Par Johan Bourlard
Historien et islamologue
23 mars 2016
Au
lendemain des attentats ignobles qui ont frappé Bruxelles, ce mardi 22 mars
2016, l’heure est bien entendu au recueillement et aux hommages aux victimes et
à leurs proches. Toutefois si ces attaques
sont choquantes, elles n’ont rien d’étonnant.
Les
attentats de Bruxelles étaient en effet prévisibles. Depuis des semaines voire des mois,
on savait qu’une attaque terroriste se produirait dans la capitale belge et
européenne. La question que beaucoup se posaient depuis un certain temps déjà n’était
pas de savoir si mais quand et où les attentats auraient lieu.
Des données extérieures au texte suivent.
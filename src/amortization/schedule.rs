//! Payment-by-payment schedule generation

use chrono::{DateTime, Months, Utc};
use serde::Serialize;

use super::{calculate_payment, round_to_cents, AmortizationError, LoanTerms};

/// One row of an amortization schedule
#[derive(Debug, Clone, PartialEq, Serialize)]
#[serde(rename_all = "camelCase")]
pub struct ScheduledPayment {
    pub payment_date: DateTime<Utc>,
    pub principal_paid: f64,
    pub interest_paid: f64,
    /// Remaining balance after this payment, never below zero
    pub balance: f64,
}

/// Outcome of amortizing a loan
#[derive(Debug, Clone, PartialEq)]
pub struct AmortizationResult {
    /// Unrounded fixed payment per period
    pub payment: f64,
    pub schedule: Vec<ScheduledPayment>,
    /// Sum of every payment, rounded to cents
    pub total_to_be_paid: f64,
}

/// Amortize `terms` with the first payment one period after `start_date`.
///
/// The balance and the running total are carried unrounded; only the
/// recorded figures are rounded to cents. Each payment date is derived from
/// the previous one, so a month-end start date clamps to shorter months and
/// keeps the clamped day afterwards.
pub fn generate_schedule(
    terms: &LoanTerms,
    start_date: DateTime<Utc>,
) -> Result<AmortizationResult, AmortizationError> {
    terms.validate()?;

    let payment = calculate_payment(terms);
    if !payment.is_finite() {
        return Err(AmortizationError::PaymentOverflow);
    }
    let rate = terms.period_rate();
    let periods = terms.period_count();
    let step = Months::new(terms.repayment_frequency.months_per_period());

    let mut schedule = Vec::with_capacity(periods as usize);
    let mut remaining_balance = terms.principal;
    let mut total_paid = 0.0;
    let mut payment_date = start_date;

    for _ in 0..periods {
        let interest_paid = remaining_balance * rate;
        let principal_paid = payment - interest_paid;
        remaining_balance -= principal_paid;
        total_paid += payment;

        payment_date = payment_date
            .checked_add_months(step)
            .ok_or(AmortizationError::DateOutOfRange)?;

        let balance = round_to_cents(remaining_balance);
        schedule.push(ScheduledPayment {
            payment_date,
            principal_paid: round_to_cents(principal_paid),
            interest_paid: round_to_cents(interest_paid),
            balance: if balance > 0.0 { balance } else { 0.0 },
        });
    }

    Ok(AmortizationResult {
        payment,
        schedule,
        total_to_be_paid: round_to_cents(total_paid),
    })
}

#[cfg(test)]
mod tests {
    use super::*;
    use crate::models::{InterestRateType, RepaymentFrequency};
    use approx::assert_abs_diff_eq;
    use chrono::TimeZone;

    fn start() -> DateTime<Utc> {
        Utc.with_ymd_and_hms(2024, 1, 15, 9, 30, 0).unwrap()
    }

    #[test]
    fn test_first_payment_split() {
        let terms = LoanTerms::new(
            10000.0,
            1.0,
            12,
            InterestRateType::Monthly,
            RepaymentFrequency::Monthly,
        )
        .unwrap();

        let result = generate_schedule(&terms, start()).unwrap();
        let first = &result.schedule[0];

        assert_eq!(first.interest_paid, 100.0);
        assert_eq!(first.principal_paid, 788.49);
        assert_eq!(first.balance, 9211.51);
        assert_eq!(result.total_to_be_paid, 10661.85);
    }

    #[test]
    fn test_monthly_dates_advance_one_month() {
        let terms = LoanTerms::new(
            1000.0,
            5.0,
            3,
            InterestRateType::Annual,
            RepaymentFrequency::Monthly,
        )
        .unwrap();

        let result = generate_schedule(&terms, start()).unwrap();
        let dates: Vec<_> = result.schedule.iter().map(|p| p.payment_date).collect();

        assert_eq!(
            dates,
            vec![
                Utc.with_ymd_and_hms(2024, 2, 15, 9, 30, 0).unwrap(),
                Utc.with_ymd_and_hms(2024, 3, 15, 9, 30, 0).unwrap(),
                Utc.with_ymd_and_hms(2024, 4, 15, 9, 30, 0).unwrap(),
            ]
        );
    }

    #[test]
    fn test_annual_dates_advance_one_year() {
        let terms = LoanTerms::new(
            1000.0,
            5.0,
            24,
            InterestRateType::Annual,
            RepaymentFrequency::Annual,
        )
        .unwrap();

        let result = generate_schedule(&terms, start()).unwrap();

        assert_eq!(result.schedule.len(), 2);
        assert_eq!(
            result.schedule[1].payment_date,
            Utc.with_ymd_and_hms(2026, 1, 15, 9, 30, 0).unwrap()
        );
    }

    #[test]
    fn test_month_end_start_clamps_and_carries_forward() {
        let terms = LoanTerms::new(
            900.0,
            0.0,
            3,
            InterestRateType::Annual,
            RepaymentFrequency::Monthly,
        )
        .unwrap();
        let start = Utc.with_ymd_and_hms(2023, 1, 31, 0, 0, 0).unwrap();

        let result = generate_schedule(&terms, start).unwrap();
        let days: Vec<_> = result
            .schedule
            .iter()
            .map(|p| p.payment_date.format("%Y-%m-%d").to_string())
            .collect();

        assert_eq!(days, vec!["2023-02-28", "2023-03-28", "2023-04-28"]);
    }

    #[test]
    fn test_zero_rate_schedule_has_no_interest() {
        let terms = LoanTerms::new(
            1200.0,
            0.0,
            12,
            InterestRateType::Annual,
            RepaymentFrequency::Monthly,
        )
        .unwrap();

        let result = generate_schedule(&terms, start()).unwrap();

        assert!(result.schedule.iter().all(|p| p.interest_paid == 0.0));
        assert!(result.schedule.iter().all(|p| p.principal_paid == 100.0));
        assert_eq!(result.schedule.last().unwrap().balance, 0.0);
        assert_eq!(result.total_to_be_paid, 1200.0);
    }

    #[test]
    fn test_final_balance_reaches_zero() {
        let terms = LoanTerms::new(
            250000.0,
            4.25,
            360,
            InterestRateType::Annual,
            RepaymentFrequency::Monthly,
        )
        .unwrap();

        let result = generate_schedule(&terms, start()).unwrap();
        let last = result.schedule.last().unwrap();

        assert_abs_diff_eq!(last.balance, 0.0, epsilon = 0.01);
        assert!(last.balance >= 0.0);
    }

    #[test]
    fn test_invalid_terms_are_rejected() {
        let terms = LoanTerms {
            principal: 1000.0,
            interest_rate: 5.0,
            term_months: 0,
            interest_rate_type: InterestRateType::Annual,
            repayment_frequency: RepaymentFrequency::Monthly,
        };

        assert_eq!(
            generate_schedule(&terms, start()),
            Err(AmortizationError::EmptyTerm)
        );
    }

    #[test]
    fn test_tiny_rate_schedule_is_finite() {
        let terms = LoanTerms::new(
            10000.0,
            1e-14,
            12,
            InterestRateType::Annual,
            RepaymentFrequency::Monthly,
        )
        .unwrap();

        let result = generate_schedule(&terms, start()).unwrap();
        let repaid: f64 = result.schedule.iter().map(|p| p.principal_paid).sum();

        assert!(result.schedule.iter().all(|p| p.principal_paid.is_finite()));
        assert_abs_diff_eq!(repaid, 10000.0, epsilon = 0.12);
        assert_abs_diff_eq!(result.total_to_be_paid, 10000.0, epsilon = 0.01);
    }

    #[test]
    fn test_overflowing_payment_is_rejected() {
        let terms = LoanTerms::new(
            f64::MAX,
            100.0,
            12,
            InterestRateType::Monthly,
            RepaymentFrequency::Monthly,
        )
        .unwrap();

        assert_eq!(
            generate_schedule(&terms, start()),
            Err(AmortizationError::PaymentOverflow)
        );
    }
}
Cette attitude résignée est de mise chez nombre de nos dirigeants qui affirment,
telle une réalité inéluctable, que nous devrons désormais apprendre
à vivre avec le terrorisme ! Mais
comment peut-on se résigner face à de telles horreurs, surtout quand celles-ci
sont évitables, car il n’y a pas de fatalité. Si les causes du terrorisme
islamiste sont multiples, on peut néanmoins en dégager deux sur lesquelles les
gouvernements occidentaux sont en mesure d’agir directement.
L’une
des racines de ce terrorisme est à trouver dans le financement et l’idéologie
mortifère qui le nourrissent. On sait le rôle joué par certaines
monarchies du Golfe dans le financement du djihadisme et dans la diffusion
d’un islam des plus rigoristes et intolérants à travers un réseau de mosquées
et de centres islamiques que ces monarchies construisent et entretiennent en
Occident. On pense notamment à l’Arabie saoudite qui, par l’intermédiaire de la
Ligue islamique mondiale qu’elle a créée et qu’elle finance, répand sa vision d’un
islam traditionnel en flagrante contradiction avec les standards d’une société
démocratique du XXIe siècle.
Une
autre racine du terrorisme est à chercher dans la frustration causée au sein
des peuples musulmans par les interventions à répétition d’armées occidentales
en terre d’Islam. Depuis l’intervention de l’armée américaine en Afghanistan en
1979 en vue de contrer l’invasion du pays par l’Union soviétique, les États-Unis
et leur allié docile qu’est l’Union européenne sont régulièrement intervenus
dans des pays de culture musulmane avec pour résultat une situation souvent
pire que l’état initial : une fois chassé le dictateur au pouvoir, ce n’est
pas la démocratie tant rêvée – par les Occidentaux – qui s’installe mais un
nouveau régime encore plus répressif que le précédent voire, dans le pire des
cas, le chaos.
Pour agir sur ces deux
causes – idéologie et frustration – et porter ainsi un coup fatal ou du moins très
important au terrorisme djihadiste, nos gouvernements doivent d’une part,
revoir leurs alliances avec les monarchies pétrolières du Golfe qui financent –
directement ou indirectement – le terrorisme et l’islam rigoriste, et d’autre
part, faire respecter les
principes démocratiques dans les pays dont nos gouvernements ont la
responsabilité – c’est-à-dire ici, en Occident – et non tenter d’imposer, telle une nouvelle forme d’impérialisme ou de colonialisme, la démocratie dans des
pays dont la culture et l’histoire diffèrent sensiblement de celles des
démocraties occidentales.
Bien
entendu, il y a un préalable à la prise de ce genre de mesures, à savoir le
changement d’état d’esprit des dirigeants occidentaux. Il faut en effet cesser
de toute urgence de privilégier les considérations économiques au détriment de
nos valeurs fondamentales. C’est le prix à payer si nous ne voulons pas voir le
terrorisme djihadiste continuer à prospérer au détriment de nos libertés.